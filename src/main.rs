use clap::{Parser, Subcommand};
use galleryx::document::{self, BlockKind};
use galleryx::search::{Paginator, SearchQuery};
use galleryx::suggest::{self, SuggestionCursor, SuggestionMode};
use galleryx::tags::TagIndex;
use galleryx::vault::Vault;
use galleryx::{config, output};
use serde_json::json;
use std::io::Read;
use std::path::{Path, PathBuf};
use tracing_subscriber::EnvFilter;

fn version_string() -> &'static str {
    let on_tag = env!("ON_RELEASE_TAG");
    if on_tag == "true" {
        env!("CARGO_PKG_VERSION")
    } else {
        let hash = env!("GIT_HASH");
        if hash.is_empty() {
            "dev@unknown"
        } else {
            // Leaked once at startup, called exactly once
            Box::leak(format!("dev@{hash}").into_boxed_str())
        }
    }
}

#[derive(Parser)]
#[command(name = "galleryx")]
#[command(about = "Gallery blocks, tags and search for Markdown vaults")]
#[command(long_about = "\
Gallery blocks, tags and search for Markdown vaults

A vault is a directory of Markdown notes. Galleries are fenced code blocks:

  ```galleryx
  settings: grid
  columns: 3
  https://example.com/cat.jpg {Cat, Pets}
  ![[clips/run.mp4]] {sport}
  ```

Single items use an inline code span (`galleryx-single: ![[dog.png]] {dog}`)
and saved searches a `galleryx-search` block with `tags:` and `limit:` lines.

Tags are case-insensitive and stored lower-cased. The tag index is seeded
from every note that contains a gallery marker.

Run 'galleryx gen-config' to generate a documented galleryx.toml.")]
#[command(version = version_string())]
struct Cli {
    /// Vault root directory
    #[arg(long, default_value = ".", global = true)]
    vault: PathBuf,

    /// Log per-document progress to stderr
    #[arg(long, short, global = true)]
    verbose: bool,

    #[command(subcommand)]
    command: Command,
}

#[derive(Subcommand)]
enum Command {
    /// List every gallery, single and search block in the vault
    Scan,
    /// Seed the tag index and print every known tag
    Tags,
    /// Suggest tags for a comma-separated input
    Suggest {
        /// Input text; the segment after the last comma is completed
        input: String,
        /// First N matches in index order instead of all matches sorted
        #[arg(long)]
        top: bool,
        /// Highlight the Nth suggestion (1-based) and print the committed input
        #[arg(long)]
        pick: Option<usize>,
    },
    /// Find items carrying every given tag
    Search {
        /// Comma-separated tags; empty matches everything
        #[arg(default_value = "")]
        tags: String,
        /// Page to show (1-based)
        #[arg(long, default_value_t = 1)]
        page: usize,
    },
    /// Replace the tags of one item and rewrite its document
    Tag {
        /// Document path relative to the vault root
        doc: PathBuf,
        /// Item source exactly as written in the block
        source: String,
        /// Comma-separated new tags; empty removes the tag group
        #[arg(default_value = "")]
        tags: String,
    },
    /// Parse the blocks of one document (or stdin) and print them as JSON
    Parse {
        /// Document to parse; reads stdin when omitted
        file: Option<PathBuf>,
    },
    /// Print a stock galleryx.toml with all options documented
    GenConfig,
}

fn main() -> Result<(), Box<dyn std::error::Error>> {
    let cli = Cli::parse();
    init_tracing(cli.verbose);

    match cli.command {
        Command::Scan => {
            let vault = open_vault(&cli.vault)?;
            let docs = vault.galleries()?;
            output::print_scan_output(&docs, vault.config().search.page_size);
        }
        Command::Tags => {
            let vault = open_vault(&cli.vault)?;
            let mut index = TagIndex::new();
            let report = vault.populate_index(&mut index)?;
            output::print_tag_index(&index, &report);
        }
        Command::Suggest { input, top, pick } => {
            let vault = open_vault(&cli.vault)?;
            let mut index = TagIndex::new();
            vault.populate_index(&mut index)?;

            let suggestions = vault.config().suggestions.clone();
            let mode = if top {
                SuggestionMode::Top(suggestions.limit)
            } else {
                suggestions.suggestion_mode()
            };
            let mut cursor = SuggestionCursor::new(suggest::suggest(&input, &index, mode));
            for _ in 0..pick.unwrap_or(0) {
                cursor.move_down();
            }
            output::print_suggestions(cursor.suggestions(), cursor.selected_index());
            if let Some(committed) = cursor.commit(&input) {
                println!("Input: {committed}");
            }
        }
        Command::Search { tags, page } => {
            let vault = open_vault(&cli.vault)?;
            let page_size = vault.config().search.page_size;
            let query = SearchQuery::from_input(&tags, page_size);
            let results = vault.search(&query)?;
            let mut pages = Paginator::new(&results, query.limit);
            pages.go_to(page);
            output::print_search_page(&pages);
        }
        Command::Tag { doc, source, tags } => {
            let vault = open_vault(&cli.vault)?;
            let mut index = TagIndex::new();
            vault.populate_index(&mut index)?;
            let outcome = vault.edit_item_tags(&doc, &source, &[tags], &mut index)?;
            output::print_tag_edit(&outcome);
        }
        Command::Parse { file } => {
            let text = match file {
                Some(path) => std::fs::read_to_string(path)?,
                None => {
                    let mut buf = String::new();
                    std::io::stdin().read_to_string(&mut buf)?;
                    buf
                }
            };
            let config = config::load_config(&cli.vault)?;
            let blocks: Vec<serde_json::Value> = document::find_blocks(&text, &config.markers)
                .iter()
                .map(|block| match block.kind {
                    BlockKind::Search => {
                        let query = block.search_query(config.search.page_size);
                        json!({
                            "kind": "search",
                            "line": block.line,
                            "inline": block.inline,
                            "query": query.map(|q| json!({ "tags": q.tags, "limit": q.limit })),
                        })
                    }
                    kind => json!({
                        "kind": if kind == BlockKind::Single { "single" } else { "gallery" },
                        "line": block.line,
                        "inline": block.inline,
                        "gallery": block.parse(),
                    }),
                })
                .collect();
            println!("{}", serde_json::to_string_pretty(&blocks)?);
        }
        Command::GenConfig => {
            print!("{}", config::stock_config_toml());
        }
    }

    Ok(())
}

/// Open the vault and size the rayon pool from its `[processing]` config.
///
/// Every command that reads documents goes through here.
fn open_vault(root: &Path) -> Result<Vault, galleryx::vault::VaultError> {
    let vault = Vault::open(root)?;
    init_thread_pool(&vault.config().processing);
    Ok(vault)
}

/// Log to stderr so stdout stays parseable. `RUST_LOG` wins over `--verbose`.
fn init_tracing(verbose: bool) {
    let default = if verbose { "galleryx=debug" } else { "warn" };
    let filter = EnvFilter::try_from_default_env().unwrap_or_else(|_| EnvFilter::new(default));
    tracing_subscriber::fmt()
        .with_env_filter(filter)
        .with_writer(std::io::stderr)
        .with_target(false)
        .init();
}

/// Initialize the rayon thread pool based on processing config.
///
/// Caps at the number of available CPU cores; the user can constrain down, not up.
fn init_thread_pool(processing: &config::ProcessingConfig) {
    let threads = config::effective_threads(processing);
    rayon::ThreadPoolBuilder::new()
        .num_threads(threads)
        .build_global()
        .ok();
}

+---+

> [Activity]
Reproduce the material above in full, exactly.

> [Response to this task]
filename src/main.rs
use clap::{Parser, Subcommand};
use galleryx::document::{self, BlockKind};
use galleryx::search::{Paginator, SearchQuery};
use galleryx::suggest::{self, SuggestionCursor, SuggestionMode};
use galleryx::tags::TagIndex;
use galleryx::vault::Vault;
use galleryx::{config, output};
use serde_json::json;
use std::io::Read;
use std::path::{Path, PathBuf};
use tracing_subscriber::EnvFilter;

fn version_string() -> &'static str {
    let on_tag = env!("ON_RELEASE_TAG");
    if on_tag == "true" {
        env!("CARGO_PKG_VERSION")
    } else {
        let hash = env!("GIT_HASH");
        if hash.is_empty() {
            "dev@unknown"
        } else {
            // Leaked once at startup, called exactly once
            Box::leak(format!("dev@{hash}").into_boxed_str())
        }
    }
}

#[derive(Parser)]
#[command(name = "galleryx")]
#[command(about = "Gallery blocks, tags and search for Markdown vaults")]
#[command(long_about = "\
Gallery blocks, tags and search for Markdown vaults

A vault is a directory of Markdown notes. Galleries are fenced code blocks:

  ```galleryx
  settings: grid
  columns: 3
  https://example.com/cat.jpg {Cat, Pets}
  ![[clips/run.mp4]] {sport}
  ```

Single items use an inline code span (`galleryx-single: ![[dog.png]] {dog}`)
and saved searches a `galleryx-search` block with `tags:` and `limit:` lines.

Tags are case-insensitive and stored lower-cased. The tag index is seeded
from every note that contains a gallery marker.

Run 'galleryx gen-config' to generate a documented galleryx.toml.")]
#[command(version = version_string())]
struct Cli {
    /// Vault root directory
    #[arg(long, default_value = ".", global = true)]
    vault: PathBuf,

    /// Log per-document progress to stderr
    #[arg(long, short, global = true)]
    verbose: bool,

    #[command(subcommand)]
    command: Command,
}

#[derive(Subcommand)]
enum Command {
    /// List every gallery, single and search block in the vault
    Scan,
    /// Seed the tag index and print every known tag
    Tags,
    /// Suggest tags for a comma-separated input
    Suggest {
        /// Input text; the segment after the last comma is completed
        input: String,
        /// First N matches in index order instead of all matches sorted
        #[arg(long)]
        top: bool,
        /// Highlight the Nth suggestion (1-based) and print the committed input
        #[arg(long)]
        pick: Option<usize>,
    },
    /// Find items carrying every given tag
    Search {
        /// Comma-separated tags; empty matches everything
        #[arg(default_value = "")]
        tags: String,
        /// Page to show (1-based)
        #[arg(long, default_value_t = 1)]
        page: usize,
    },
    /// Replace the tags of one item and rewrite its document
    Tag {
        /// Document path relative to the vault root
        doc: PathBuf,
        /// Item source exactly as written in the block
        source: String,
        /// Comma-separated new tags; empty removes the tag group
        #[arg(default_value = "")]
        tags: String,
    },
    /// Parse the blocks of one document (or stdin) and print them as JSON
    Parse {
        /// Document to parse; reads stdin when omitted
        file: Option<PathBuf>,
    },
    /// Print a stock galleryx.toml with all options documented
    GenConfig,
}

fn main() -> Result<(), Box<dyn std::error::Error>> {
    let cli = Cli::parse();
    init_tracing(cli.verbose);

    match cli.command {
        Command::Scan => {
            let vault = open_vault(&cli.vault)?;
            let docs = vault.galleries()?;
            output::print_scan_output(&docs, vault.config().search.page_size);
        }
        Command::Tags => {
            let vault = open_vault(&cli.vault)?;
            let mut index = TagIndex::new();
            let report = vault.populate_index(&mut index)?;
            output::print_tag_index(&index, &report);
        }
        Command::Suggest { input, top, pick } => {
            let vault = open_vault(&cli.vault)?;
            let mut index = TagIndex::new();
            vault.populate_index(&mut index)?;

            let suggestions = vault.config().suggestions.clone();
            let mode = if top {
                SuggestionMode::Top(suggestions.limit)
            } else {
                suggestions.suggestion_mode()
            };
            let mut cursor = SuggestionCursor::new(suggest::suggest(&input, &index, mode));
            for _ in 0..pick.unwrap_or(0) {
                cursor.move_down();
            }
            output::print_suggestions(cursor.suggestions(), cursor.selected_index());
            if let Some(committed) = cursor.commit(&input) {
                println!("Input: {committed}");
            }
        }
        Command::Search { tags, page } => {
            let vault = open_vault(&cli.vault)?;
            let page_size = vault.config().search.page_size;
            let query = SearchQuery::from_input(&tags, page_size);
            let results = vault.search(&query)?;
            let mut pages = Paginator::new(&results, query.limit);
            pages.go_to(page);
            output::print_search_page(&pages);
        }
        Command::Tag { doc, source, tags } => {
            let vault = open_vault(&cli.vault)?;
            let mut index = TagIndex::new();
            vault.populate_index(&mut index)?;
            let outcome = vault.edit_item_tags(&doc, &source, &[tags], &mut index)?;
            output::print_tag_edit(&outcome);
        }
        Command::Parse { file } => {
            let text = match file {
                Some(path) => std::fs::read_to_string(path)?,
                None => {
                    let mut buf = String::new();
                    std::io::stdin().read_to_string(&mut buf)?;
                    buf
                }
            };
            let config = config::load_config(&cli.vault)?;
            let blocks: Vec<serde_json::Value> = document::find_blocks(&text, &config.markers)
                .iter()
                .map(|block| match block.kind {
                    BlockKind::Search => {
                        let query = block.search_query(config.search.page_size);
                        json!({
                            "kind": "search",
                            "line": block.line,
                            "inline": block.inline,
                            "query": query.map(|q| json!({ "tags": q.tags, "limit": q.limit })),
                        })
                    }
                    kind => json!({
                        "kind": if kind == BlockKind::Single { "single" } else { "gallery" },
                        "line": block.line,
                        "inline": block.inline,
                        "gallery": block.parse(),
                    }),
                })
                .collect();
            println!("{}", serde_json::to_string_pretty(&blocks)?);
        }
        Command::GenConfig => {
            print!("{}", config::stock_config_toml());
        }
    }

    Ok(())
}

/// Open the vault and size the rayon pool from its `[processing]` config.
///
/// Every command that reads documents goes through here.
fn open_vault(root: &Path) -> Result<Vault, galleryx::vault::VaultError> {
    let vault = Vault::open(root)?;
    init_thread_pool(&vault.config().processing);
    Ok(vault)
}

/// Log to stderr so stdout stays parseable. `RUST_LOG` wins over `--verbose`.
fn init_tracing(verbose: bool) {
    let default = if verbose { "galleryx=debug" } else { "warn" };
    let filter = EnvFilter::try_from_default_env().unwrap_or_else(|_| EnvFilter::new(default));
    tracing_subscriber::fmt()
        .with_env_filter(filter)
        .with_writer(std::io::stderr)
        .with_target(false)
        .init();
}

/// Initialize the rayon thread pool based on processing config.
///
/// Caps at the number of available CPU cores; the user can constrain down, not up.
fn init_thread_pool(processing: &config::ProcessingConfig) {
    let threads = config::effective_threads(processing);
    rayon::ThreadPoolBuilder::new()
        .num_threads(threads)
        .build_global()
        .ok();
}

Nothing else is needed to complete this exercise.